» **What you are asked to do**:
What you return must match every record word for word.

(Saved data entries)
----------------------------------------

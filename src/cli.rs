use std::path::PathBuf;

use clap::Parser;
use serde::{Deserialize, Serialize};

#[derive(Debug, Clone, Parser)]
#[command(name = "condproxy", about = "Forward HTTP caching proxy with conditional revalidation")]
pub struct Cli {
    /// Path to the configuration file (defaults to ./condproxy.toml if present).
    #[arg(long)]
    pub config: Option<PathBuf>,
}

#[derive(Debug, Clone, Copy, PartialEq, Eq, Serialize, Deserialize, clap::ValueEnum)]
#[serde(rename_all = "lowercase")]
pub enum LogFormat {
    Json,
    Text,
}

----------------------------------------

» **Output**:
filename src/cli.rs
use std::path::PathBuf;

use clap::Parser;
use serde::{Deserialize, Serialize};

#[derive(Debug, Clone, Parser)]
#[command(name = "condproxy", about = "Forward HTTP caching proxy with conditional revalidation")]
pub struct Cli {
    /// Path to the configuration file (defaults to ./condproxy.toml if present).
    #[arg(long)]
    pub config: Option<PathBuf>,
}

#[derive(Debug, Clone, Copy, PartialEq, Eq, Serialize, Deserialize, clap::ValueEnum)]
#[serde(rename_all = "lowercase")]
pub enum LogFormat {
    Json,
    Text,
}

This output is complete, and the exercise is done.